Performance issues with GROUP BY on indexed field


#1

Hi all,

I have read a lot of good things about Couchbase and would like to migrate our project from MongoDB to Couchbase. To get started I imported a single Collection (table in MongoDB) into a bucket in Couchbase.

The collection has these metrics:
Number of documents: 6884
Size total: 199,5MiB
Average Document size: 29,7KiB

I tried to compare a typical operation between MongoDB and CouchDB to group documents by a single field and count documents per distinct field entry. The field has a index on MongoDB and CouchDB side.

MongoDB:
Aggregation pipeline consists of Group stage also generating the count, a sort stage sorting by count DESC and an output stage to write results in a temporary collection

Timing: 0.300 - 0.600ms

CouchDB:
Query used:
SELECT destination, Count(*) As count FROM Mice GROUP BY destination ORDER BY count DESC;

Timing: 2.9 - 3.0secs

That is 5-10 times the amount of time it takes in MongoDB.

I created the index for “destination” field like this:
CREATE INDEX idx_destination ON data(destination)

Is there anything WRONG with my attempt?

How can I speed up the grouping?

Thanks for your help.

Andreas Kroll


#2

Checkout 5.5 EE for https://blog.couchbase.com/understanding-index-grouping-aggregation-couchbase-n1ql-query/


#3

please check the EXPLAIN of the query. I don’t think it will use the index. You need to add “destination is not missing” for it to pick up the index.

e.g.
SELECT destination, Count(*) As count FROM data where destination is not missing GROUP BY destination ORDER BY count DESC


#4

You are completely right!

The explain did not show the usage of the index, and I hat to put in the where destination is not missing for it to work.
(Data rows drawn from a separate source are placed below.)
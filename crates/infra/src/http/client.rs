use std::sync::Arc;
use std::time::Duration;

use authconsole_domain::constants::DEFAULT_REQUEST_TIMEOUT_SECS;
use authconsole_domain::ConsoleError;
use reqwest::{Client as ReqwestClient, Method, RequestBuilder, Response};
use tracing::debug;

use super::cookies::SessionCookieJar;
use crate::errors::InfraError;

/// HTTP transport with an opt-in cookie jar.
///
/// Two `reqwest` clients share one connection configuration: the plain one
/// never sends or stores cookies, the credentialed one goes through the
/// session cookie jar. Each request is sent exactly once; replays are the
/// caller's decision.
#[derive(Clone)]
pub struct HttpClient {
    plain: ReqwestClient,
    credentialed: ReqwestClient,
    cookies: Arc<SessionCookieJar>,
}

impl HttpClient {
    /// Start building a new HTTP client.
    pub fn builder() -> HttpClientBuilder {
        HttpClientBuilder::default()
    }

    /// Convenience constructor with default configuration.
    pub fn new() -> Result<Self, ConsoleError> {
        Self::builder().build()
    }

    /// Create a request builder; `with_credentials` selects the cookie-carrying
    /// client.
    pub fn request<U>(&self, method: Method, url: U, with_credentials: bool) -> RequestBuilder
    where
        U: reqwest::IntoUrl,
    {
        if with_credentials {
            self.credentialed.request(method, url)
        } else {
            self.plain.request(method, url)
        }
    }

    /// Send the request once on the client that created it.
    pub async fn send(&self, builder: RequestBuilder) -> Result<Response, ConsoleError> {
        let (client, request) = builder.build_split();
        let request = request.map_err(|err| ConsoleError::from(InfraError::from(err)))?;

        let method = request.method().clone();
        let url = request.url().clone();
        debug!(%method, %url, "sending HTTP request");

        match client.execute(request).await {
            Ok(response) => {
                debug!(%method, %url, status = %response.status(), "received HTTP response");
                Ok(response)
            }
            Err(err) => {
                debug!(%method, %url, error = %err, "HTTP request failed");
                Err(InfraError::from(err).into())
            }
        }
    }

    /// Jar holding cookies set on credentialed responses.
    pub fn cookies(&self) -> &Arc<SessionCookieJar> {
        &self.cookies
    }
}

impl std::fmt::Debug for HttpClient {
    fn fmt(&self, f: &mut std::fmt::Formatter<'_>) -> std::fmt::Result {
        f.debug_struct("HttpClient").field("cookies", &self.cookies.len()).finish_non_exhaustive()
    }
}

/// Builder for [`HttpClient`].
#[derive(Debug)]
pub struct HttpClientBuilder {
    timeout: Duration,
    user_agent: Option<String>,
    default_headers: Option<reqwest::header::HeaderMap>,
    cookies: Option<Arc<SessionCookieJar>>,
}

impl Default for HttpClientBuilder {
    fn default() -> Self {
        Self {
            timeout: Duration::from_secs(DEFAULT_REQUEST_TIMEOUT_SECS),
            user_agent: None,
            default_headers: None,
            cookies: None,
        }
    }
}

impl HttpClientBuilder {
    pub fn timeout(mut self, timeout: Duration) -> Self {
        self.timeout = timeout;
        self
    }

    pub fn user_agent(mut self, agent: impl Into<String>) -> Self {
        self.user_agent = Some(agent.into());
        self
    }

    pub fn default_headers(mut self, headers: reqwest::header::HeaderMap) -> Self {
        self.default_headers = Some(headers);
        self
    }

    /// Share an existing jar instead of starting empty.
    pub fn cookie_jar(mut self, jar: Arc<SessionCookieJar>) -> Self {
        self.cookies = Some(jar);
        self
    }

    pub fn build(self) -> Result<HttpClient, ConsoleError> {
        let cookies = self.cookies.unwrap_or_default();

        let configure = |mut builder: reqwest::ClientBuilder| {
            builder = builder.timeout(self.timeout).no_proxy();
            if let Some(agent) = &self.user_agent {
                builder = builder.user_agent(agent.clone());
            }
            if let Some(headers) = &self.default_headers {
                builder = builder.default_headers(headers.clone());
            }
            builder
        };

        let plain = configure(ReqwestClient::builder())
            .build()
            .map_err(|err| ConsoleError::from(InfraError::from(err)))?;
        let credentialed = configure(ReqwestClient::builder())
            .cookie_provider(Arc::clone(&cookies))
            .build()
            .map_err(|err| ConsoleError::from(InfraError::from(err)))?;

        Ok(HttpClient { plain, credentialed, cookies })
    }
}

#[cfg(test)]
mod tests {
    use std::net::TcpListener;

    use reqwest::StatusCode;
    use wiremock::matchers::{header, method, path};
    use wiremock::{Mock, MockServer, ResponseTemplate};

    use super::*;

    #[tokio::test]
    async fn sends_exactly_once_even_on_server_error() {
        let server = MockServer::start().await;
        Mock::given(method("GET"))
            .respond_with(ResponseTemplate::new(500))
            .expect(1)
            .mount(&server)
            .await;

        let client = HttpClient::new().unwrap();
        let response =
            client.send(client.request(Method::GET, server.uri(), false)).await.unwrap();

        assert_eq!(response.status(), StatusCode::INTERNAL_SERVER_ERROR);
    }

    #[tokio::test]
    async fn credentialed_requests_store_and_replay_cookies() {
        let server = MockServer::start().await;
        Mock::given(method("POST"))
            .and(path("/login"))
            .respond_with(
                ResponseTemplate::new(200).insert_header("set-cookie", "refresh=r1; Path=/"),
            )
            .mount(&server)
            .await;
        Mock::given(method("GET"))
            .and(path("/me"))
            .and(header("cookie", "refresh=r1"))
            .respond_with(ResponseTemplate::new(200))
            .mount(&server)
            .await;

        let client = HttpClient::new().unwrap();
        let login = format!("{}/login", server.uri());
        client.send(client.request(Method::POST, &login, true)).await.unwrap();
        assert_eq!(client.cookies().get("refresh").as_deref(), Some("r1"));

        let me = format!("{}/me", server.uri());
        let response = client.send(client.request(Method::GET, &me, true)).await.unwrap();
        assert_eq!(response.status(), StatusCode::OK);
    }

    #[tokio::test]
    async fn plain_requests_ignore_the_jar() {
        let server = MockServer::start().await;
        Mock::given(method("POST"))
            .respond_with(
                ResponseTemplate::new(200).insert_header("set-cookie", "refresh=r1; Path=/"),
            )
            .mount(&server)
            .await;

        let client = HttpClient::new().unwrap();
        client.send(client.request(Method::POST, server.uri(), false)).await.unwrap();

        assert!(client.cookies().is_empty());
    }

    #[tokio::test]
    async fn refused_connection_is_a_network_error() {
        let listener = TcpListener::bind("127.0.0.1:0").unwrap();
        let addr = listener.local_addr().unwrap();
        drop(listener); // release the port so that requests fail with ECONNREFUSED

        let client = HttpClient::new().unwrap();
        let request = client.request(Method::GET, format!("http://{addr}"), false);
        let result = client.send(request).await;

        assert!(matches!(result, Err(ConsoleError::Network(_))));
    }
}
What is the reason for having to use this clause?

Thanks for your time.

Andreas


#5

Couchbase bucket can have any type of documents. Secondary indexes will not index the document when leading index key is MISSING in the document.
Without WHERE clause on leading index key optimizer will not pick that index because it will not qualify.

Checkout Design Index for query in https://blog.couchbase.com/a-guide-to-n1ql-features-in-couchbase-5-5-special-edition/


#6

@vsr1 gave the short answer. That’s essentially right.

As you’ve seen, In couchbase all the different collections (types of docs) are stored in a single bucket.
When you index on a bucket, the leading key/keys could be missing on non-related documents. Index could get bloated as well…